Coder Social home page Coder Social logo

cluster-smi-docker's Introduction

What is cluster-smi

It is essentially the same as nvidia-smi but for multiple machines. Running cluster-smi and will output something as the following;

user@host $ cluster-smi

Thu Jan 18 21:35:51 2018
+---------+------------------------+---------------------+----------+----------+
| Node    | Gpu                    | Memory-Usage        | Mem-Util | GPU-Util |
+---------+------------------------+---------------------+----------+----------+
| node-00 | 0: TITAN Xp            |  3857MiB / 12189MiB | 31%      | 0%       |
|         | 1: TITAN Xp            | 11689MiB / 12189MiB | 95%      | 0%       |
|         | 2: TITAN Xp            | 10787MiB / 12189MiB | 88%      | 0%       |
|         | 3: TITAN Xp            | 10965MiB / 12189MiB | 89%      | 100%     |
+---------+------------------------+---------------------+----------+----------+
| node-01 | 0: TITAN Xp            | 11667MiB / 12189MiB | 95%      | 100%     |
|         | 1: TITAN Xp            | 11667MiB / 12189MiB | 95%      | 96%      |
|         | 2: TITAN Xp            |  8497MiB / 12189MiB | 69%      | 100%     |
|         | 3: TITAN Xp            |  8499MiB / 12189MiB | 69%      | 98%      |
+---------+------------------------+---------------------+----------+----------+
| node-02 | 0: GeForce GTX 1080 Ti |  1447MiB / 11172MiB | 12%      | 8%       |
|         | 1: GeForce GTX 1080 Ti |  1453MiB / 11172MiB | 13%      | 99%      |
|         | 2: GeForce GTX 1080 Ti |  1673MiB / 11172MiB | 14%      | 0%       |
|         | 3: GeForce GTX 1080 Ti |  6812MiB / 11172MiB | 60%      | 36%      |
+---------+------------------------+---------------------+----------+----------+

A so called ROUTER (no GPU needed) acts a server which gathers all GPU info from the NODEs. There should be only 1 router. A NODE (having GPU(s)) sends its GPU INFO to the ROUTER. A client send (no GPU needed) sends a request to the ROZTER in order to receive GPU INFO of all NODES.

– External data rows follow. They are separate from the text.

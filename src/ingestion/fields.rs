//! Per-field coercion of raw cells into typed values.
//!
//! Each function checks presence first, then cell shape, then the value itself, and reports the
//! first problem it finds.

use crate::error::FieldError;
use crate::types::{RawCell, Seniority};

/// Inclusive bounds for `years`.
pub const YEARS_RANGE: std::ops::RangeInclusive<f64> = 0.0..=50.0;

/// Coerce a cell into a [`Seniority`].
///
/// Any falsy cell (absent, empty text, `0`, `false`) counts as missing. Other values are
/// stringified, lower-cased and trimmed, and must then be exactly `junior` or `senior`.
pub fn validate_seniority(cell: &RawCell) -> Result<Seniority, FieldError> {
    if cell.is_falsy() {
        return Err(FieldError::SeniorityRequired);
    }
    let token = cell_token(cell).ok_or(FieldError::SeniorityNotText)?;
    token.parse().map_err(|_| FieldError::SeniorityInvalid)
}

/// Coerce a cell into whole years in `[0, 50]`, truncating any fraction.
///
/// Only absent cells and empty text count as missing; a numeric `0` is accepted.
pub fn validate_years(cell: &RawCell) -> Result<u32, FieldError> {
    if cell.is_blank() {
        return Err(FieldError::YearsRequired);
    }
    let years = cell_number(cell).ok_or(FieldError::YearsNotNumber)?;
    if years.is_nan() || !YEARS_RANGE.contains(&years) {
        return Err(FieldError::YearsOutOfRange);
    }
    Ok(years.floor() as u32)
}

/// Coerce a cell into a boolean.
///
/// Native booleans pass through. Text and numbers map `true`/`1`/`yes` to `true` and
/// `false`/`0`/`no` to `false`, ignoring case and surrounding whitespace.
pub fn validate_availability(cell: &RawCell) -> Result<bool, FieldError> {
    if cell.is_blank() {
        return Err(FieldError::AvailabilityRequired);
    }
    if let RawCell::Boolean(b) = cell {
        return Ok(*b);
    }
    let token = cell_token(cell).ok_or(FieldError::AvailabilityNotBoolean)?;
    match token.as_str() {
        "true" | "1" | "yes" => Ok(true),
        "false" | "0" | "no" => Ok(false),
        _ => Err(FieldError::AvailabilityInvalid),
    }
}

/// Lower-cased, trimmed string form of a text/number/boolean cell.
fn cell_token(cell: &RawCell) -> Option<String> {
    let raw = match cell {
        RawCell::Text(s) => s.clone(),
        RawCell::Number(n) => number_to_string(*n),
        RawCell::Boolean(b) => b.to_string(),
        RawCell::Absent => return None,
    };
    Some(raw.to_lowercase().trim().to_string())
}

fn number_to_string(n: f64) -> String {
    if n == 0.0 {
        // Covers -0.
        "0".to_string()
    } else {
        n.to_string()
    }
}

/// Numeric value of a text/number/boolean cell. Unparseable text yields NaN.
fn cell_number(cell: &RawCell) -> Option<f64> {
    match cell {
        RawCell::Number(n) => Some(*n),
        RawCell::Boolean(b) => Some(if *b { 1.0 } else { 0.0 }),
        RawCell::Text(s) => Some(parse_number(s)),
        RawCell::Absent => None,
    }
}

/// Spreadsheet-script style text to number conversion.
///
/// Whitespace-only text is `0`; `0x`/`0o`/`0b` prefixes are integer literals; anything else
/// goes through decimal float parsing.
fn parse_number(s: &str) -> f64 {
    let t = s.trim();
    if t.is_empty() {
        return 0.0;
    }
    let radix = match t.get(..2).map(str::to_ascii_lowercase).as_deref() {
        Some("0x") => Some(16),
        Some("0o") => Some(8),
        Some("0b") => Some(2),
        _ => None,
    };
    if let Some(radix) = radix {
        let digits = &t[2..];
        if digits.starts_with(['+', '-']) {
            return f64::NAN;
        }
        return u64::from_str_radix(digits, radix)
            .map(|v| v as f64)
            .unwrap_or(f64::NAN);
    }
    t.parse::<f64>().unwrap_or(f64::NAN)
}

Please find more information on cluster-smi on https://github.com/PatWie/cluster-smi

Prerequisites

Config file

You have to provide a yml config file in order to launch a container. A good way to do that is to create a bind mount from the host system to the container via the -v docker run argument. Please see examples below.

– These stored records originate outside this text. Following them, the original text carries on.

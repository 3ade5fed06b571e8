//! Creating a candidate from name/surname plus an uploaded workbook.

use std::fmt;

use crate::error::{CandidateError, CandidateResult};
use crate::ingestion::{validate_workbook_with, ValidatorOptions};
use crate::types::WorkbookFormat;

use super::model::{check_names, Candidate, NewCandidate};
use super::repository::CandidateRepository;

/// Default upload size limit (5 MiB).
pub const DEFAULT_MAX_FILE_SIZE: usize = 5 * 1024 * 1024;

/// A file attached to an upload request.
#[derive(Clone, PartialEq, Eq)]
pub struct UploadedFile {
    /// Client-supplied file name.
    pub file_name: String,
    /// Declared content type.
    pub content_type: String,
    pub bytes: Vec<u8>,
}

impl fmt::Debug for UploadedFile {
    fn fmt(&self, f: &mut fmt::Formatter<'_>) -> fmt::Result {
        f.debug_struct("UploadedFile")
            .field("file_name", &self.file_name)
            .field("content_type", &self.content_type)
            .field("bytes_len", &self.bytes.len())
            .finish()
    }
}

/// Plain-text fields of an upload request.
#[derive(Debug, Clone, PartialEq, Eq)]
pub struct CandidateUpload {
    pub name: String,
    pub surname: String,
}

impl CandidateUpload {
    /// Apply the name/surname rules.
    pub fn validate(&self) -> CandidateResult<()> {
        check_names(&self.name, &self.surname)
    }
}

/// Limits applied to uploaded files before they reach the decoder.
#[derive(Debug, Clone, PartialEq, Eq)]
pub struct UploadLimits {
    /// Largest accepted file, in bytes.
    pub max_file_size: usize,
    /// Workbook formats accepted by declared content type.
    pub allowed_formats: Vec<WorkbookFormat>,
}

impl Default for UploadLimits {
    fn default() -> Self {
        Self {
            max_file_size: DEFAULT_MAX_FILE_SIZE,
            allowed_formats: vec![WorkbookFormat::Xlsx, WorkbookFormat::Xls],
        }
    }
}

impl UploadLimits {
    /// Reject files with a disallowed content type or size.
    pub fn check(&self, file: &UploadedFile) -> CandidateResult<()> {
        let allowed = WorkbookFormat::from_mime_type(&file.content_type)
            .is_some_and(|fmt| self.allowed_formats.contains(&fmt));
        if !allowed {
            return Err(CandidateError::UnsupportedFileType);
        }
        if file.bytes.len() > self.max_file_size {
            return Err(CandidateError::FileTooLarge {
                size: file.bytes.len(),
                limit: self.max_file_size,
            });
        }
        Ok(())
    }
}

/// Upload flow: checks the attachment, validates the workbook, merges it with the request's
/// name fields and stores the result.
pub struct CandidateIntake<R> {
    repository: R,
    limits: UploadLimits,
    options: ValidatorOptions,
}

impl<R: fmt::Debug> fmt::Debug for CandidateIntake<R> {
    fn fmt(&self, f: &mut fmt::Formatter<'_>) -> fmt::Result {
        f.debug_struct("CandidateIntake")
            .field("repository", &self.repository)
            .field("limits", &self.limits)
            .field("options", &self.options)
            .finish()
    }
}

impl<R: CandidateRepository> CandidateIntake<R> {
    /// Create an intake with default limits and no observer.
    pub fn new(repository: R) -> Self {
        Self::with_options(repository, UploadLimits::default(), ValidatorOptions::default())
    }

    pub fn with_options(repository: R, limits: UploadLimits, options: ValidatorOptions) -> Self {
        Self {
            repository,
            limits,
            options,
        }
    }

    /// The underlying repository, for the plain CRUD operations.
    pub fn repository(&self) -> &R {
        &self.repository
    }

    /// Create a candidate from `upload` and the attached workbook.
    ///
    /// Checks run in this order: attachment type and size, name fields, attachment presence,
    /// workbook contents. Nothing is stored unless every check passes.
    pub fn upload(
        &self,
        upload: CandidateUpload,
        file: Option<UploadedFile>,
    ) -> CandidateResult<Candidate> {
        if let Some(file) = &file {
            self.limits.check(file)?;
        }
        upload.validate()?;
        let file = file.ok_or(CandidateError::FileRequired)?;

        let options = ValidatorOptions {
            source_label: file.file_name.clone(),
            ..self.options.clone()
        };
        let payload = validate_workbook_with(&file.bytes, &options)?;

        self.repository
            .create(NewCandidate::from_payload(upload.name, upload.surname, payload))
    }
}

You can find a sample config file in the original cluster-smi-repository.

Docker hub repository

For a ready to run Docker image (which is used in the examples below), You can use the already built image medgift/cluster-smi-docker on Docker Hub. If you wish to build your own image, please refer to the Dockerfile.

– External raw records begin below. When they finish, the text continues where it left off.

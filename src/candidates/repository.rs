//! Candidate persistence.

use std::collections::HashMap;
use std::fmt;
use std::sync::{Mutex, MutexGuard};

use chrono::Utc;
use uuid::Uuid;

use crate::error::{CandidateError, CandidateResult};

use super::model::{Candidate, CandidatePatch, NewCandidate};

/// Storage for candidate records.
///
/// Implementations assign ids and timestamps and must be safe to share across threads.
pub trait CandidateRepository: Send + Sync {
    /// Validate and store a new candidate.
    fn create(&self, candidate: NewCandidate) -> CandidateResult<Candidate>;

    /// All candidates, most recently created first.
    fn find_all(&self) -> CandidateResult<Vec<Candidate>>;

    /// A single candidate, or [`CandidateError::NotFound`].
    fn find_one(&self, id: Uuid) -> CandidateResult<Candidate>;

    /// Apply `patch` to an existing candidate and bump `updated_at`.
    fn update(&self, id: Uuid, patch: CandidatePatch) -> CandidateResult<Candidate>;

    /// Delete a candidate, or fail with [`CandidateError::NotFound`].
    fn remove(&self, id: Uuid) -> CandidateResult<()>;
}

/// Process-local [`CandidateRepository`] backed by a mutex-guarded map.
#[derive(Default)]
pub struct InMemoryCandidateRepository {
    records: Mutex<HashMap<Uuid, Candidate>>,
}

impl InMemoryCandidateRepository {
    pub fn new() -> Self {
        Self::default()
    }

    fn records(&self) -> MutexGuard<'_, HashMap<Uuid, Candidate>> {
        // Poisoning is ignored: every write is a single map operation.
        self.records.lock().unwrap_or_else(|e| e.into_inner())
    }
}

impl fmt::Debug for InMemoryCandidateRepository {
    fn fmt(&self, f: &mut fmt::Formatter<'_>) -> fmt::Result {
        f.debug_struct("InMemoryCandidateRepository")
            .field("records_len", &self.records().len())
            .finish()
    }
}

impl CandidateRepository for InMemoryCandidateRepository {
    fn create(&self, candidate: NewCandidate) -> CandidateResult<Candidate> {
        candidate.validate()?;
        let now = Utc::now();
        let record = Candidate {
            id: Uuid::now_v7(),
            name: candidate.name,
            surname: candidate.surname,
            seniority: candidate.seniority,
            years: candidate.years,
            availability: candidate.availability,
            created_at: now,
            updated_at: now,
        };
        self.records().insert(record.id, record.clone());
        Ok(record)
    }

    fn find_all(&self) -> CandidateResult<Vec<Candidate>> {
        let mut all: Vec<Candidate> = self.records().values().cloned().collect();
        all.sort_by(|a, b| (b.created_at, b.id).cmp(&(a.created_at, a.id)));
        Ok(all)
    }

    fn find_one(&self, id: Uuid) -> CandidateResult<Candidate> {
        self.records()
            .get(&id)
            .cloned()
            .ok_or(CandidateError::NotFound { id })
    }

    fn update(&self, id: Uuid, patch: CandidatePatch) -> CandidateResult<Candidate> {
        patch.validate()?;
        let mut records = self.records();
        let record = records.get_mut(&id).ok_or(CandidateError::NotFound { id })?;
        patch.apply_to(record);
        record.updated_at = Utc::now();
        Ok(record.clone())
    }

    fn remove(&self, id: Uuid) -> CandidateResult<()> {
        self.records()
            .remove(&id)
            .map(|_| ())
            .ok_or(CandidateError::NotFound { id })
    }
}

How to run cluster-smi-docker - Option 1: without docker-compose

Cluster-smi router:

$ docker run --d --name cluster-smi-router -net=host -v <local-config-file-path>:/cluster-smi.yml medgift/cluster-smi-docker:latest ./cluster-smi-router

Note: No nvidia container toolkit required for the router

Cluster-smi node:

$ docker run -d --name cluster-smi-node --gpus all --net=host -v <local-config-file-path>:/cluster-smi.yml medgift/cluster-smi-docker:latest ./cluster-smi-node

Note: nvidia container toolkit required for the node

Cluster-smi client:

$ docker run --rm --net=host -v <local-config-file-path>:/cluster-smi.yml medgift/cluster-smi-docker:latest ./cluster-smi

Note: No nvidia container toolkit required for the client

If you dont want to use the "docker run ..." syntax you can put the command into a bash script and call the bashscript. You can find an example in additional_files/client-script

How to run cluster-smi-docker - Option 2: with docker-compose

You can also use docker-compose for the node and router, which makes it convenient to run in a "service" mode by enabling "restart always". This will restart the container in case it fails or the machine is rebooted (Docker deamon needs to be started on bootup, which is normally the case by default).

Cluster-smi-router:

Change to additional_scripts/cluster-smi-node directory

$ cd <repo-root>/additional_scripts/cluster-smi-router

Edit the path to your local config file in docker-compose.yml:

volume: 
  - <local_config_file_path>:/cluster-smi.yml

Run docker-compose in deamon mode

$ docker-compose up -d

Cluster-smi-node:

Change to additional_scripts/cluster-smi-node directory

$ cd <repo-root>/additional_scripts/cluster-smi-node

Edit the path to your local config file in docker-compose.yml :

volume: 
  - <local_config_file_path>:/cluster-smi.yml

Run docker-compose in deamon mode

$ docker-compose up -d

Cluster-smi client:

Same as in option 1.

Note: Using docker-compose for the client adds no benefits.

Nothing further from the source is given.